Selon Mustapha El Haddad, expert en énergie, le secteur de distribution des produits pétroliers sera impacté par le développement de l’électrification du parc de véhicules et le recours aux énergies renouvelables. Il recommande la mise en place d’une feuille de route qui vise à préparer le secteur aux transformations à venir.
Intervenant dans le cadre de la 6e édition du Forum de la gouvernance, qui s’est tenue récemment à la Maison de l’entreprise et qui a abordé cette année le thème de la distribution dans le secteur de l’énergie, Mustapha El Haddad, consultant en énergie, a dressé un état des lieux du marché des produits pétroliers en Tunisie.

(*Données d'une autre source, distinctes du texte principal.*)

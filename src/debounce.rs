/// Command debouncing.
///
/// A gesture held in front of the camera produces the same command on every
/// frame. Only changes are passed on.
use crate::command::Command;

/// Per-session gesture state.
#[derive(Debug, Clone, Copy, PartialEq, Eq)]
pub struct GestureState {
    /// Command decided on the most recent hand frame.
    pub current: Command,
    /// Last command accepted as a change. `None` until the first frame.
    pub previous: Option<Command>,
}

impl GestureState {
    pub const fn new() -> Self {
        Self {
            current: Command::None,
            previous: None,
        }
    }
}

impl Default for GestureState {
    fn default() -> Self {
        Self::new()
    }
}

/// Suppresses repeats of an unchanged command.
///
/// `Command::None` is compared like any other value: leaving a gesture for
/// "no gesture" is a change.
#[derive(Debug, Clone, Default)]
pub struct CommandDebouncer {
    state: GestureState,
}

impl CommandDebouncer {
    pub const fn new() -> Self {
        Self {
            state: GestureState::new(),
        }
    }

    /// Record this frame's command. Returns it if it differs from the last
    /// accepted one.
    pub fn accept(&mut self, cmd: Command) -> Option<Command> {
        self.state.current = cmd;
        if self.state.previous == Some(cmd) {
            return None;
        }
        self.state.previous = Some(cmd);
        Some(cmd)
    }

    pub fn state(&self) -> &GestureState {
        &self.state
    }

    /// Forget the last command so the next one is always accepted.
    pub fn reset(&mut self) {
        self.state = GestureState::new();
    }
}

#[cfg(test)]
mod tests {
    use super::*;

    #[test]
    fn first_command_is_accepted() {
        let mut d = CommandDebouncer::new();
        assert_eq!(d.accept(Command::BedroomLightOn), Some(Command::BedroomLightOn));
    }

    #[test]
    fn first_none_is_a_change() {
        let mut d = CommandDebouncer::new();
        assert_eq!(d.accept(Command::None), Some(Command::None));
        assert_eq!(d.accept(Command::None), None);
    }

    #[test]
    fn repeat_is_suppressed() {
        let mut d = CommandDebouncer::new();
        assert!(d.accept(Command::GarageDoorOpen).is_some());
        assert_eq!(d.accept(Command::GarageDoorOpen), None);
        assert_eq!(d.accept(Command::GarageDoorOpen), None);
    }

    #[test]
    fn alternating_commands_always_pass() {
        let mut d = CommandDebouncer::new();
        for i in 0..6 {
            let cmd = if i % 2 == 0 {
                Command::GarageLightOn
            } else {
                Command::GarageLightOff
            };
            assert_eq!(d.accept(cmd), Some(cmd), "frame {i}");
        }
    }

    #[test]
    fn return_to_none_is_a_change() {
        let mut d = CommandDebouncer::new();
        d.accept(Command::BedroomLightOff);
        assert_eq!(d.accept(Command::None), Some(Command::None));
        assert_eq!(d.accept(Command::BedroomLightOff), Some(Command::BedroomLightOff));
    }

    #[test]
    fn state_tracks_current_and_previous() {
        let mut d = CommandDebouncer::new();
        assert_eq!(*d.state(), GestureState::new());
        d.accept(Command::GarageDoorClose);
        d.accept(Command::GarageDoorClose);
        assert_eq!(
            *d.state(),
            GestureState {
                current: Command::GarageDoorClose,
                previous: Some(Command::GarageDoorClose),
            }
        );
    }

    #[test]
    fn reset_rearms_dispatch() {
        let mut d = CommandDebouncer::new();
        d.accept(Command::GarageLightOn);
        d.reset();
        assert_eq!(d.accept(Command::GarageLightOn), Some(Command::GarageLightOn));
    }
}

Le gasoil ordinaire est le principal produit pétrolier consommé
Évoquant le mode de fonctionnement du marché, le panéliste a rappelé que, selon les réglementations en vigueur, la Stir détient le monopole des importations et l’exclusivité des ventes aux distributeurs des produits pétroliers. Si le marché tunisien est partagé entre cinq sociétés de distribution, des opérateurs de renom se sont retirés au cours des dernières décennies, a-t-il précisé. Il a ajouté que la société étatique, Sndp, détient 40% du marché domestique. Elle souffre cependant d’une sévère dégradation de son compte clients. Chiffres et graphiques à l’appui, M. Haddad a mis l’accent sur les tendances de consommation des produits pétroliers, mais aussi sur le coût de leur subvention. Les statistiques de 2019 montrent que les produits pétroliers ont représenté 44% de la consommation d’énergie primaire et 60% de la consommation d’énergie finale. Le gasoil ordinaire, qui représente près de la moitié des produits pétroliers consommés, constitue le principal produit demandé sur le marché. Après un ralentissement de la consommation du gasoil qui a été observé entre 2000 et 2010, la demande du gasoil a connu depuis 2011 une forte fluctuation qui serait probablement due à la prolifération de la contrebande dans le secteur, a expliqué l’expert.

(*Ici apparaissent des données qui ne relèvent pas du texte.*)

//! MQTT command sink backed by the ESP-IDF client.
//!
//! Commands are enqueued with QoS 0 and no retain, the same fire-and-forget
//! delivery the home controller expects. Reconnects are left to the ESP-IDF
//! client; failed enqueues are logged and dropped.
//!
//! The bridge also subscribes to the command topic and logs every decoded
//! payload, so commands from other publishers show up on the console too.

use std::sync::atomic::{AtomicBool, Ordering};
use std::sync::{Arc, Mutex};
use std::time::Duration;

use esp_idf_svc::mqtt::client::{
    EspMqttClient, EspMqttConnection, EventPayload, MqttClientConfiguration, QoS,
};
use handswitch::config::BridgeConfig;
use handswitch::{Command, CommandSink};

/// Broker connection state, reported in status messages.
pub(crate) static MQTT_CONNECTED: AtomicBool = AtomicBool::new(false);

pub type SharedClient = Arc<Mutex<EspMqttClient<'static>>>;

pub struct MqttSink {
    client: SharedClient,
    topic: &'static str,
    failed: u32,
}

impl MqttSink {
    /// Create the client. The returned connection must be drained by
    /// [`connection_thread`] for the client to make progress.
    pub fn connect(config: &BridgeConfig) -> anyhow::Result<(Self, EspMqttConnection)> {
        let url = config
            .broker_url()
            .ok_or_else(|| anyhow::anyhow!("broker URL too long: {}", config.broker))?;

        let (client, connection) = EspMqttClient::new(
            url.as_str(),
            &MqttClientConfiguration {
                client_id: Some(config.client_id),
                keep_alive_interval: Some(Duration::from_secs(config.keep_alive_secs as u64)),
                ..Default::default()
            },
        )?;
        log::info!("MQTT client created for {} (topic '{}')", url, config.topic);

        Ok((
            Self {
                client: Arc::new(Mutex::new(client)),
                topic: config.topic,
                failed: 0,
            },
            connection,
        ))
    }

    /// Handle for the event thread, which subscribes once connected.
    pub fn shared_client(&self) -> SharedClient {
        self.client.clone()
    }

    /// Enqueues the client rejected since boot.
    pub fn failed(&self) -> u32 {
        self.failed
    }
}

impl CommandSink for MqttSink {
    fn publish(&mut self, command: Command) {
        let Some(code) = command.code() else {
            return;
        };
        let Ok(mut client) = self.client.lock() else {
            self.failed = self.failed.wrapping_add(1);
            log::warn!("MQTT client lock poisoned, dropping {}", code);
            return;
        };
        if let Err(e) = client.enqueue(self.topic, QoS::AtMostOnce, false, code.as_bytes()) {
            self.failed = self.failed.wrapping_add(1);
            log::warn!("MQTT publish of {} failed: {}", code, e);
        }
    }
}

/// Drain client events until the connection is dropped.
///
/// Subscribes to `topic` on every (re)connect and logs received commands.
pub fn connection_thread(
    mut connection: EspMqttConnection,
    client: SharedClient,
    topic: &'static str,
) {
    log::info!("MQTT event thread started");

    while let Ok(event) = connection.next() {
        let connected = match event.payload() {
            EventPayload::Connected(_) => {
                MQTT_CONNECTED.store(true, Ordering::Relaxed);
                log::info!("MQTT connected");
                true
            }
            EventPayload::Disconnected => {
                MQTT_CONNECTED.store(false, Ordering::Relaxed);
                log::warn!("MQTT disconnected");
                false
            }
            EventPayload::Received { data, .. } => {
                log_received(topic, data);
                false
            }
            EventPayload::Error(e) => {
                log::warn!("MQTT error: {:?}", e);
                false
            }
            _ => false,
        };
        // Release the event before calling back into the client
        drop(event);

        if connected {
            subscribe(&client, topic);
        }
    }

    MQTT_CONNECTED.store(false, Ordering::Relaxed);
    log::warn!("MQTT connection closed");
}

fn subscribe(client: &SharedClient, topic: &str) {
    let Ok(mut client) = client.lock() else {
        log::warn!("MQTT client lock poisoned, not subscribing");
        return;
    };
    match client.subscribe(topic, QoS::AtMostOnce) {
        Ok(_) => log::info!("Listening on '{}'", topic),
        Err(e) => log::warn!("MQTT subscribe to '{}' failed: {}", topic, e),
    }
}

fn log_received(topic: &str, data: &[u8]) {
    let decoded = core::str::from_utf8(data)
        .ok()
        .and_then(|payload| payload.parse::<Command>().ok());
    match decoded {
        Some(command) => log::info!("Received {} on '{}'", command, topic),
        None => log::warn!(
            "Ignoring unknown payload on '{}' ({} bytes)",
            topic,
            data.len()
        ),
    }
}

Le déficit commercial des produits
pétroliers s’aggrave
Il a ajouté que les importations de produits pétroliers ont particulièrement détérioré la balance du commerce extérieur du pays. Il a souligné, qu’au cours des deux dernières décennies, le marché tunisien des produits pétroliers a été impacté par le développement du gaz naturel et par les ventes illicites de carburants alimentées par la contrebande. Le marché risque d’être fragilisé à l’avenir, par l’électrification du parc des véhicules de transport et par le développement des énergies renouvelables. L’analyse de l’évolution de la consommation par groupe de produits révèle une tendance à la hausse de la consommation du GPL et de l’essence, contre une chute de la consommation du fuel qui est substitué par le gaz pour la production de l’électricité et par le coke de pétrole dans les cimenteries.

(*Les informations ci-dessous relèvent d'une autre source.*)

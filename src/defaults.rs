/// Default gesture table for the home controller.
///
/// Rules are evaluated top to bottom and every match overwrites the previous
/// one, so when two rules fire on the same frame the later entry wins. Keep
/// the order when editing: GD0 must stay after GD1 so a spread hand with the
/// thumb out closes the door.
use crate::command::Command;
use crate::gesture::{GestureRule, Reach};
use crate::landmark::Fingertip::{Index, Middle, Pinky, Ring, Thumb};

/// Index finger must reach this far above or below the palm.
pub const INDEX_REACH: u32 = 150;

/// Middle finger reach for the "two fingers" gesture.
pub const MIDDLE_REACH: u32 = 200;

/// Pinky reach.
pub const PINKY_REACH: u32 = 135;

/// Thumb reach for the "thumb only" gesture.
pub const THUMB_REACH: u32 = 100;

pub static GESTURE_RULES: &[GestureRule] = &[
    // Index finger only
    GestureRule {
        name: "index only",
        reach: &[Reach::new(Index, INDEX_REACH)],
        agree: &[],
        folded: &[Pinky, Ring, Middle, Thumb],
        command: Command::BedroomLightOn,
    },
    // Fist
    GestureRule {
        name: "fist",
        reach: &[],
        agree: &[Thumb, Index, Middle, Ring, Pinky],
        folded: &[Thumb, Middle, Ring, Pinky],
        command: Command::BedroomLightOff,
    },
    // Index and middle ("two")
    GestureRule {
        name: "two fingers",
        reach: &[Reach::new(Middle, MIDDLE_REACH)],
        agree: &[],
        folded: &[Pinky, Ring, Thumb],
        command: Command::GarageLightOn,
    },
    // Pinky only
    GestureRule {
        name: "pinky only",
        reach: &[Reach::new(Pinky, PINKY_REACH)],
        agree: &[],
        folded: &[Index, Ring, Middle, Thumb],
        command: Command::GarageLightOff,
    },
    // Index and pinky, middle and ring curled
    GestureRule {
        name: "horns",
        reach: &[Reach::new(Index, INDEX_REACH), Reach::new(Pinky, PINKY_REACH)],
        agree: &[],
        folded: &[Middle, Ring],
        command: Command::GarageDoorOpen,
    },
    // Thumb out, middle and ring curled
    GestureRule {
        name: "thumb out",
        reach: &[Reach::new(Thumb, THUMB_REACH)],
        agree: &[],
        folded: &[Middle, Ring],
        command: Command::GarageDoorClose,
    },
];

Les secteurs du transport et de l’industrie sont les principaux consommateurs de produits pétroliers. Faisant une analyse de l’évolution du solde de la balance commerciale des produits pétroliers, M. Haddad a fait savoir que le déficit commercial des produits pétroliers s’est accéléré au fil des années. Depuis 2005, il a connu de fortes fluctuations, dues à plusieurs raisons, notamment, l’augmentation de la consommation, la baisse de la production la dépréciation du dinar, les fluctuations à l’échelle mondiale du prix du baril et la prolifération de la contrebande.
L’inefficience de la subvention
S’agissant de la tarification, le consultant en énergie a fait savoir que l’administration des prix des produits pétroliers dans le détail (depuis leur reprise en raffinerie jusqu’à la vente au consommateur final) ne favorise pas une saine émulation entre les opérateurs. “La structure des prix des produits pétroliers comprend une double distorsion : celle de la subvention du prix de reprise par les distributeurs et celle des taxes, dont les niveaux varient sensiblement selon les produits. Ces distorsions contribuent au détournement des produits de leurs utilisations optimales tout en pénalisant la mise en valeur d’autres ressources énergétiques”, a-t-il précisé.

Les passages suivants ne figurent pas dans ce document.